## Work to complete
Across the data below, state how many lines hold "ElementKind", and reply with nothing but that number.

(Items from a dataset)
// SPDX-FileCopyrightText: 2025 Semiotic AI, Inc.
//
// SPDX-License-Identifier: Apache-2.0

//! Output schemas
//!
//! Raw ABI output fields carry their type as a string (`felt`, `Uint256`,
//! `(felt, felt)`, `felt*`, ...). [`OutputSchema::resolve`] turns those
//! strings into tagged [`FieldKind`]s once, when the call is built, so the
//! decoder never has to pattern-match type strings.

use serde::{Deserialize, Serialize};
use std::collections::HashMap;

use crate::config::constants::{ARRAY_TYPE_SUFFIX, LENGTH_FIELD_SUFFIX};
use crate::errors::AbiError;

/// A named, typed field as it appears in an ABI document
#[derive(Debug, Clone, PartialEq, Eq, Hash, Serialize, Deserialize)]
pub struct OutputField {
    /// Field name
    pub name: String,
    /// Raw type string
    #[serde(rename = "type")]
    pub ty: String,
}

impl OutputField {
    /// Create a new output field
    pub fn new(name: impl Into<String>, ty: impl Into<String>) -> Self {
        Self {
            name: name.into(),
            ty: ty.into(),
        }
    }
}

/// Struct definitions keyed by type name
pub type StructDict = HashMap<String, Vec<OutputField>>;

/// How a single array element is decoded
#[derive(Debug, Clone, PartialEq, Eq)]
pub enum ElementKind {
    /// One value per element
    Primitive,
    /// A full struct decode per element
    Struct(String),
}

/// How a single output field is decoded
#[derive(Debug, Clone, PartialEq, Eq)]
pub enum FieldKind {
    /// `*_len` helper: one value, read as an element count
    Length,
    /// One value, rendered as a decimal string
    Primitive,
    /// One value per element type, rendered as a list
    Tuple(Vec<String>),
    /// Elements counted by the preceding `*_len` sibling
    Array(ElementKind),
    /// A nested struct decoded against the same cursor
    Struct(String),
}

/// An output field with its type resolved
#[derive(Debug, Clone, PartialEq, Eq)]
pub struct ResolvedField {
    /// Field name
    pub name: String,
    /// Resolved decoding rule
    pub kind: FieldKind,
}

impl ResolvedField {
    /// Name of the length sibling an array field expects
    pub fn length_field_name(&self) -> String {
        format!("{}{LENGTH_FIELD_SUFFIX}", self.name)
    }
}

/// Output fields of a call plus every struct they may reference
///
/// Structs are resolved by name into a shared table, so recursive and
/// mutually-referencing structs are supported as long as every cycle passes
/// through an array. A struct that contains itself directly is rejected.
///
/// # Examples
///
/// ```
/// use multicall_sync::{ElementKind, FieldKind, OutputField, OutputSchema, StructDict};
///
/// let outputs = vec![
///     OutputField::new("values_len", "felt"),
///     OutputField::new("values", "felt*"),
/// ];
/// let schema = OutputSchema::resolve(&outputs, &StructDict::new()).unwrap();
///
/// assert_eq!(schema.outputs()[0].kind, FieldKind::Length);
/// assert_eq!(schema.outputs()[1].kind, FieldKind::Array(ElementKind::Primitive));
/// ```
#[derive(Debug, Clone, PartialEq, Eq)]
pub struct OutputSchema {
    outputs: Vec<ResolvedField>,
    structs: HashMap<String, Vec<ResolvedField>>,
}

impl OutputSchema {
    /// Resolve raw output fields against a struct dictionary
    pub fn resolve(outputs: &[OutputField], structs: &StructDict) -> Result<Self, AbiError> {
        let resolved_outputs = resolve_fields(outputs, structs)?;

        let resolved_structs = structs
            .iter()
            .map(|(name, fields)| Ok((name.clone(), resolve_fields(fields, structs)?)))
            .collect::<Result<HashMap<_, _>, AbiError>>()?;

        reject_direct_cycles(&resolved_structs)?;

        Ok(Self {
            outputs: resolved_outputs,
            structs: resolved_structs,
        })
    }

    /// Top-level output fields, in decoding order
    pub fn outputs(&self) -> &[ResolvedField] {
        &self.outputs
    }

    /// Fields of the named struct, if the schema knows it
    pub fn struct_fields(&self, name: &str) -> Option<&[ResolvedField]> {
        self.structs.get(name).map(Vec::as_slice)
    }
}

fn resolve_fields(
    fields: &[OutputField],
    structs: &StructDict,
) -> Result<Vec<ResolvedField>, AbiError> {
    fields
        .iter()
        .map(|field| {
            Ok(ResolvedField {
                name: field.name.clone(),
                kind: resolve_kind(field, structs)?,
            })
        })
        .collect()
}

#[derive(Clone, Copy, PartialEq, Eq)]
enum Visit {
    InProgress,
    Done,
}

/// Fail if any struct reaches itself through struct fields alone
fn reject_direct_cycles(structs: &HashMap<String, Vec<ResolvedField>>) -> Result<(), AbiError> {
    let mut visits = HashMap::with_capacity(structs.len());
    for name in structs.keys() {
        visit_struct(name, structs, &mut visits)?;
    }
    Ok(())
}

fn visit_struct<'s>(
    name: &'s str,
    structs: &'s HashMap<String, Vec<ResolvedField>>,
    visits: &mut HashMap<&'s str, Visit>,
) -> Result<(), AbiError> {
    match visits.get(name) {
        Some(Visit::Done) => return Ok(()),
        Some(Visit::InProgress) => return Err(AbiError::recursive_struct(name)),
        None => {}
    }

    visits.insert(name, Visit::InProgress);
    for field in structs.get(name).into_iter().flatten() {
        // Arrays may recurse: their length comes from the response
        if let FieldKind::Struct(inner) = &field.kind {
            visit_struct(inner, structs, visits)?;
        }
    }
    visits.insert(name, Visit::Done);
    Ok(())
}

fn resolve_kind(field: &OutputField, structs: &StructDict) -> Result<FieldKind, AbiError> {
    if field.name.ends_with(LENGTH_FIELD_SUFFIX) {
        return Ok(FieldKind::Length);
    }

    let ty = field.ty.trim();
    let invalid = || AbiError::invalid_type(&field.name, &field.ty);

    if ty.is_empty() {
        return Err(invalid());
    }

    if let Some(inner) = ty.strip_prefix('(') {
        let inner = inner.strip_suffix(')').ok_or_else(invalid)?;
        let elements = inner
            .split(',')
            .map(|element| {
                // Named members are written `name : type`
                let ty = element.rsplit(':').next().unwrap_or(element).trim();
                if ty.is_empty() {
                    Err(invalid())
                } else {
                    Ok(ty.to_string())
                }
            })
            .collect::<Result<Vec<_>, _>>()?;
        return Ok(FieldKind::Tuple(elements));
    }

    if let Some(element) = ty.strip_suffix(ARRAY_TYPE_SUFFIX) {
        let element = element.trim();
        if element.is_empty() || element.ends_with(ARRAY_TYPE_SUFFIX) {
            return Err(invalid());
        }

        let kind = if structs.contains_key(element) {
            ElementKind::Struct(element.to_string())
        } else {
            ElementKind::Primitive
        };
        return Ok(FieldKind::Array(kind));
    }

    if structs.contains_key(ty) {
        return Ok(FieldKind::Struct(ty.to_string()));
    }

    Ok(FieldKind::Primitive)
}

#[cfg(test)]
mod tests {
    use super::*;

    fn uint256_structs() -> StructDict {
        let mut structs = StructDict::new();
        structs.insert(
            "Uint256".to_string(),
            vec![
                OutputField::new("low", "felt"),
                OutputField::new("high", "felt"),
            ],
        );
        structs
    }

    #[test]
    fn test_resolves_primitive_and_struct() {
        let outputs = vec![
            OutputField::new("decimals", "felt"),
            OutputField::new("balance", "Uint256"),
        ];
        let schema = OutputSchema::resolve(&outputs, &uint256_structs()).unwrap();

        assert_eq!(schema.outputs()[0].kind, FieldKind::Primitive);
        assert_eq!(
            schema.outputs()[1].kind,
            FieldKind::Struct("Uint256".to_string())
        );
        assert_eq!(schema.struct_fields("Uint256").unwrap().len(), 2);
    }

    #[test]
    fn test_length_suffix_wins_over_type() {
        let outputs = vec![OutputField::new("items_len", "Uint256")];
        let schema = OutputSchema::resolve(&outputs, &uint256_structs()).unwrap();
        assert_eq!(schema.outputs()[0].kind, FieldKind::Length);
    }

    #[test]
    fn test_resolves_tuples() {
        let outputs = vec![
            OutputField::new("pair", "(felt, felt)"),
            OutputField::new("named", "(x : felt, y : felt, z : felt)"),
        ];
        let schema = OutputSchema::resolve(&outputs, &StructDict::new()).unwrap();

        assert_eq!(
            schema.outputs()[0].kind,
            FieldKind::Tuple(vec!["felt".to_string(), "felt".to_string()])
        );
        match &schema.outputs()[1].kind {
            FieldKind::Tuple(elements) => assert_eq!(elements.len(), 3),
            other => panic!("expected tuple, got {other:?}"),
        }
    }

    #[test]
    fn test_resolves_struct_arrays_against_dereferenced_type() {
        let outputs = vec![
            OutputField::new("balances_len", "felt"),
            OutputField::new("balances", "Uint256*"),
        ];
        let schema = OutputSchema::resolve(&outputs, &uint256_structs()).unwrap();
        assert_eq!(
            schema.outputs()[1].kind,
            FieldKind::Array(ElementKind::Struct("Uint256".to_string()))
        );
    }

    #[test]
    fn test_rejects_malformed_types() {
        for ty in ["(felt, felt", "*", "felt**", "", "(felt,)"] {
            let outputs = vec![OutputField::new("bad", ty)];
            assert!(
                OutputSchema::resolve(&outputs, &StructDict::new()).is_err(),
                "type {ty:?} should be rejected"
            );
        }
    }

    #[test]
    fn test_recursive_structs_resolve() {
        let mut structs = StructDict::new();
        structs.insert(
            "Node".to_string(),
            vec![
                OutputField::new("value", "felt"),
                OutputField::new("children_len", "felt"),
                OutputField::new("children", "Node*"),
            ],
        );
        let schema =
            OutputSchema::resolve(&[OutputField::new("root", "Node")], &structs).unwrap();

        let node = schema.struct_fields("Node").unwrap();
        assert_eq!(
            node[2].kind,
            FieldKind::Array(ElementKind::Struct("Node".to_string()))
        );
    }

    #[test]
    fn test_struct_containing_itself_is_rejected() {
        let mut structs = StructDict::new();
        structs.insert("Loop".to_string(), vec![OutputField::new("inner", "Loop")]);

        let result = OutputSchema::resolve(&[OutputField::new("x", "Loop")], &structs);
        assert!(matches!(result, Err(AbiError::RecursiveStruct { .. })));
    }

    #[test]
    fn test_mutually_containing_structs_are_rejected() {
        let mut structs = StructDict::new();
        structs.insert("A".to_string(), vec![OutputField::new("b", "B")]);
        structs.insert(
            "B".to_string(),
            vec![OutputField::new("value", "felt"), OutputField::new("a", "A")],
        );

        let result = OutputSchema::resolve(&[OutputField::new("x", "felt")], &structs);
        assert!(matches!(result, Err(AbiError::RecursiveStruct { .. })));
    }

    #[test]
    fn test_shared_struct_is_not_a_cycle() {
        let mut structs = uint256_structs();
        structs.insert(
            "Pair".to_string(),
            vec![
                OutputField::new("left", "Uint256"),
                OutputField::new("right", "Uint256"),
            ],
        );

        assert!(OutputSchema::resolve(&[OutputField::new("p", "Pair")], &structs).is_ok());
    }

    #[test]
    fn test_length_field_name() {
        let field = ResolvedField {
            name: "items".to_string(),
            kind: FieldKind::Array(ElementKind::Primitive),
        };
        assert_eq!(field.length_field_name(), "items_len");
    }
}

## Exercise solution
9